A Gentle Introduction to Digital Media Steganography

Omar Abdel-Aleem
6 min readApr 15, 2021

That file you downloaded may contain hidden messages that aren’t part of its regular contents.

Photo by Markus Spiske on Unsplash

Introduction

The widespread of data transmission over the Internet and insecure public networks exposes secret data to risky situations. In such case, that secret data become vulnerable to disclosure by whatever it is called, a hacker, an intruder, an attacker, or a bad guy. Secret data can be passwords, secret images, a voice record, license files, document files, etc.

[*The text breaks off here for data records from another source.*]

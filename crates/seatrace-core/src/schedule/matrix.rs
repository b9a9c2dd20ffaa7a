// Piece-by-piece construction of a seat-swap matrix.
//
// Each piece picks the least-raced rowers (rotating who sits out), seats them
// with a Latin-square shift so seat tiers move between boats from piece to
// piece, then hill-climbs over same-rigging swaps to spread boat-mates and
// favour pairings that have not been compared yet.

use std::collections::{BTreeMap, BTreeSet};

use crate::race::{Athlete, AthleteId, BoatClass, SeatAssignment, Side};
use crate::rating::graph::ComparisonGraph;

use super::{PlannedBoat, PlannedPiece, SeatLayout};

/// Everything the balance checks need from a finished run.
#[derive(Debug, Clone)]
pub struct Plan {
    pub pieces: Vec<PlannedPiece>,
    /// Pieces raced per rower, indexed like the rower slice.
    pub rower_loads: Vec<usize>,
    /// Pieces coxed per coxswain, indexed like the coxswain slice.
    pub cox_loads: Vec<usize>,
}

#[derive(Debug, Clone, Copy, PartialEq)]
struct Seat {
    boat: usize,
    number: u8,
    rigging: Side,
    athlete: AthleteId,
}

fn pair(a: AthleteId, b: AthleteId) -> (AthleteId, AthleteId) {
    if a <= b {
        (a, b)
    } else {
        (b, a)
    }
}

pub fn boat_name(index: usize) -> String {
    if index < 26 {
        format!("Boat {}", (b'A' + index as u8) as char)
    } else {
        format!("Boat {}", index + 1)
    }
}

/// Slots for `seats` across `boats` shells in piece `piece`.
///
/// Slot `k` sits in seat tier `k / boats`; its boat is the column
/// `k % boats` shifted by `tier * piece`, so each tier cycles through the
/// boats at a different rate.
fn latin_slots(seats: &[u8], boats: usize, piece: usize) -> Vec<(usize, u8)> {
    (0..seats.len() * boats)
        .map(|k| {
            let tier = k / boats;
            let column = k % boats;
            ((column + tier * piece) % boats, seats[tier])
        })
        .collect()
}

pub struct Planner<'a> {
    class: BoatClass,
    layout: SeatLayout,
    rowers: &'a [Athlete],
    coxes: &'a [AthleteId],
    boats: usize,
    existing: Option<&'a ComparisonGraph>,
    search_iterations: usize,
    rower_loads: Vec<usize>,
    cox_loads: Vec<usize>,
    /// Pieces each pair has shared a boat so far.
    mates: BTreeMap<(AthleteId, AthleteId), usize>,
    /// Pairs already facing each other in an earlier planned piece.
    raced: BTreeSet<(AthleteId, AthleteId)>,
}

impl<'a> Planner<'a> {
    pub fn new(
        class: BoatClass,
        rowers: &'a [Athlete],
        coxes: &'a [AthleteId],
        boats: usize,
        existing: Option<&'a ComparisonGraph>,
        search_iterations: usize,
    ) -> Self {
        Planner {
            class,
            layout: SeatLayout::of(class),
            rowers,
            coxes,
            boats,
            existing,
            search_iterations,
            rower_loads: vec![0; rowers.len()],
            cox_loads: vec![0; coxes.len()],
            mates: BTreeMap::new(),
            raced: BTreeSet::new(),
        }
    }

    pub fn run(mut self, piece_count: usize) -> Plan {
        let pieces = (0..piece_count).map(|p| self.plan_piece(p)).collect();
        Plan {
            pieces,
            rower_loads: self.rower_loads,
            cox_loads: self.cox_loads,
        }
    }

    fn plan_piece(&mut self, piece: usize) -> PlannedPiece {
        let chosen = self.select_rowers(piece);
        let mut seats = self.place(piece, &chosen);
        self.improve(&mut seats);
        let coxes = self.select_coxes(piece);
        self.commit(&chosen, &coxes, &seats);

        let mut boats: Vec<PlannedBoat> = (0..self.boats)
            .map(|b| PlannedBoat {
                name: boat_name(b),
                assignments: Vec::new(),
            })
            .collect();
        for seat in &seats {
            boats[seat.boat].assignments.push(SeatAssignment {
                seat_number: seat.number,
                side: seat.rigging,
                athlete_id: seat.athlete,
            });
        }
        if let Some(cox_seat) = self.class.cox_seat() {
            for (k, &c) in coxes.iter().enumerate() {
                boats[(k + piece) % self.boats].assignments.push(SeatAssignment {
                    seat_number: cox_seat,
                    side: Side::Cox,
                    athlete_id: self.coxes[c],
                });
            }
        }
        for boat in &mut boats {
            boat.assignments.sort_by_key(|a| a.seat_number);
        }

        let chosen_set: BTreeSet<usize> = chosen.iter().copied().collect();
        let cox_set: BTreeSet<usize> = coxes.iter().copied().collect();
        let mut resting: Vec<AthleteId> = self
            .rowers
            .iter()
            .enumerate()
            .filter(|(i, _)| !chosen_set.contains(i))
            .map(|(_, a)| a.id)
            .chain(
                self.coxes
                    .iter()
                    .enumerate()
                    .filter(|(i, _)| !cox_set.contains(i))
                    .map(|(_, &id)| id),
            )
            .collect();
        resting.sort_unstable();

        PlannedPiece {
            piece_number: piece + 1,
            boats,
            resting,
        }
    }

    // -----------------------------------------------------------------------
    // Selection
    // -----------------------------------------------------------------------

    /// Indices of the rowers racing this piece, least-raced first. Among
    /// equal loads the starting point rotates each piece. Sweep boats cap
    /// one-sided rowers at the seats of their side.
    fn select_rowers(&self, piece: usize) -> Vec<usize> {
        let n = self.rowers.len();
        let slots = self.boats * self.layout.total();
        let offset = (piece * slots) % n;

        let mut order: Vec<usize> = (0..n).collect();
        order.sort_by_key(|&i| (self.rower_loads[i], (i + n - offset) % n));

        let (mut port_cap, mut stbd_cap) = if self.class.is_sculling() {
            (usize::MAX, usize::MAX)
        } else {
            (self.boats * self.layout.port, self.boats * self.layout.starboard)
        };
        let mut chosen = Vec::with_capacity(slots);
        for i in order {
            if chosen.len() == slots {
                break;
            }
            match self.rowers[i].side {
                Side::Port if port_cap == 0 => continue,
                Side::Port => port_cap -= 1,
                Side::Starboard if stbd_cap == 0 => continue,
                Side::Starboard => stbd_cap -= 1,
                _ => {}
            }
            chosen.push(i);
        }
        chosen.sort_unstable();
        chosen
    }

    fn select_coxes(&self, piece: usize) -> Vec<usize> {
        if self.coxes.is_empty() {
            return Vec::new();
        }
        let n = self.coxes.len();
        let offset = (piece * self.boats) % n;
        let mut order: Vec<usize> = (0..n).collect();
        order.sort_by_key(|&i| (self.cox_loads[i], (i + n - offset) % n));
        order.truncate(self.boats);
        order.sort_unstable();
        order
    }

    // -----------------------------------------------------------------------
    // Seating
    // -----------------------------------------------------------------------

    fn place(&self, piece: usize, chosen: &[usize]) -> Vec<Seat> {
        let mut port_only = Vec::new();
        let mut stbd_only = Vec::new();
        let mut flexible = Vec::new();
        for &i in chosen {
            let athlete = &self.rowers[i];
            match athlete.side {
                Side::Port => port_only.push(athlete.id),
                Side::Starboard => stbd_only.push(athlete.id),
                _ => flexible.push(athlete.id),
            }
        }

        let mut seats = Vec::with_capacity(chosen.len());
        if self.class.is_sculling() {
            let mut group = port_only;
            group.extend(stbd_only);
            group.extend(flexible);
            group.sort_unstable();
            self.fill(&mut seats, Side::Both, piece, &group);
        } else {
            let need_port = (self.boats * self.layout.port).saturating_sub(port_only.len());
            let split = need_port.min(flexible.len());
            let mut port_group = port_only;
            port_group.extend_from_slice(&flexible[..split]);
            let mut stbd_group = stbd_only;
            stbd_group.extend_from_slice(&flexible[split..]);
            self.fill(&mut seats, Side::Port, piece, &port_group);
            self.fill(&mut seats, Side::Starboard, piece, &stbd_group);
        }
        seats
    }

    fn fill(&self, seats: &mut Vec<Seat>, rigging: Side, piece: usize, athletes: &[AthleteId]) {
        let numbers = self.class.seats_for(rigging);
        for ((boat, number), &athlete) in latin_slots(&numbers, self.boats, piece).into_iter().zip(athletes) {
            seats.push(Seat {
                boat,
                number,
                rigging,
                athlete,
            });
        }
    }

    // -----------------------------------------------------------------------
    // Search
    // -----------------------------------------------------------------------

    /// (repeated boat-mate pieces, cross-boat pairs already compared)
    fn piece_cost(&self, seats: &[Seat]) -> (usize, usize) {
        let mut repeats = 0;
        let mut stale = 0;
        for (i, a) in seats.iter().enumerate() {
            for b in &seats[i + 1..] {
                let key = pair(a.athlete, b.athlete);
                if a.boat == b.boat {
                    repeats += self.mates.get(&key).copied().unwrap_or(0);
                } else if self.raced.contains(&key)
                    || self.existing.is_some_and(|g| g.comparison_count(key.0, key.1) > 0)
                {
                    stale += 1;
                }
            }
        }
        (repeats, stale)
    }

    /// First-improvement hill climb over swaps of same-rigging seats in
    /// different boats. Bounded by `search_iterations` accepted swaps.
    fn improve(&self, seats: &mut [Seat]) {
        let mut cost = self.piece_cost(seats);
        for _ in 0..self.search_iterations {
            let mut improved = false;
            'scan: for i in 0..seats.len() {
                for j in i + 1..seats.len() {
                    if seats[i].boat == seats[j].boat || seats[i].rigging != seats[j].rigging {
                        continue;
                    }
                    swap_athletes(seats, i, j);
                    let candidate = self.piece_cost(seats);
                    if candidate < cost {
                        cost = candidate;
                        improved = true;
                        break 'scan;
                    }
                    swap_athletes(seats, i, j);
                }
            }
            if !improved {
                break;
            }
        }
    }

    fn commit(&mut self, chosen: &[usize], coxes: &[usize], seats: &[Seat]) {
        for &i in chosen {
            self.rower_loads[i] += 1;
        }
        for &c in coxes {
            self.cox_loads[c] += 1;
        }
        for (i, a) in seats.iter().enumerate() {
            for b in &seats[i + 1..] {
                let key = pair(a.athlete, b.athlete);
                if a.boat == b.boat {
                    *self.mates.entry(key).or_insert(0) += 1;
                } else {
                    self.raced.insert(key);
                }
            }
        }
    }
}

fn swap_athletes(seats: &mut [Seat], i: usize, j: usize) {
    let athlete = seats[i].athlete;
    seats[i].athlete = seats[j].athlete;
    seats[j].athlete = athlete;
}

#[cfg(test)]
mod tests {
    use super::*;

    #[test]
    fn latin_slots_cover_every_seat_once() {
        for piece in 0..4 {
            let slots = latin_slots(&[2, 4], 3, piece);
            let unique: BTreeSet<(usize, u8)> = slots.iter().copied().collect();
            assert_eq!(unique.len(), 6);
        }
    }

    #[test]
    fn latin_slots_shift_upper_tiers() {
        let first = latin_slots(&[1, 3], 2, 0);
        let second = latin_slots(&[1, 3], 2, 1);
        assert_eq!(first, vec![(0, 1), (1, 1), (0, 3), (1, 3)]);
        assert_eq!(second, vec![(0, 1), (1, 1), (1, 3), (0, 3)]);
    }

    #[test]
    fn selection_rotates_who_rests() {
        let rowers: Vec<Athlete> = (1..=5).map(|i| Athlete::new(i, "", Side::Both)).collect();
        let mut planner = Planner::new(BoatClass::Double, &rowers, &[], 2, None, 10);
        let mut rested = BTreeSet::new();
        for piece in 0..5 {
            let planned = planner.plan_piece(piece);
            assert_eq!(planned.resting.len(), 1);
            rested.insert(planned.resting[0]);
        }
        assert_eq!(rested.len(), 5);
        assert!(planner.rower_loads.iter().all(|&l| l == 4));
    }

    #[test]
    fn boat_names() {
        assert_eq!(boat_name(0), "Boat A");
        assert_eq!(boat_name(2), "Boat C");
        assert_eq!(boat_name(30), "Boat 31");
    }
}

One of the fundamental elements in securing your secret data from any unauthorized disclosure or usage is encryption. Encryption refers to transforming your data into an un-understandable, scrambled form. When an attacker gets access to your secret data, it will be hard for him to figure out what that data means, and even it may be impossible to interpret what secret information behind that scramble.

Another state-of-the-art method for ensuring secure transmission and storage of secret information is steganography. Steganography refers to hiding secret data, called payload, inside another data element that looks innocent and clean on the surface, called cover or host medium.

Digital Media Steganography

The most common form of cover media is an image, audio, and video files. In that cover media that looks like an ordinary and clean file, we hide our sensitive data. In this way, when an attacker gets access to our stored or transmitted data, he will never suspect the existence of any sensitive data.

To achieve a successful steganography scheme, we must have three elements: a cover media, a secret data to hide, and a steganography algorithm. The most common approach to steganography is Least Significant Bit Replacement (LSBR). In order to explain how LSBR steganography works, we need to describe how is data is represented digitally.

Any data, whether they are images, documents, audio files, video files, or executable applications, are stored on the computer as a sequence of binary strings. That is, everything inside the computer is a sequence of 0s and 1s. For example, the text “password” is represented by the binary string “0111000001100001011100110111001101110111011011110111001001100100”. The way that a text is converted to a binary string is based on the ASCII table.

ASCII table, shown in the figure below, is a table that lists all characters, symbols, and numbers with its representation as decimal numbers and its corresponding representation in hexadecimal, octal, and HTML representations.

ASCII tables
Figure 1: ASCII tables

So, if we look for the individual characters of the text “password”, we get its decimal representation as “p”=112, “a”=97, “s” =115, …, “d”=100. Each of these decimal numbers is converted to binary.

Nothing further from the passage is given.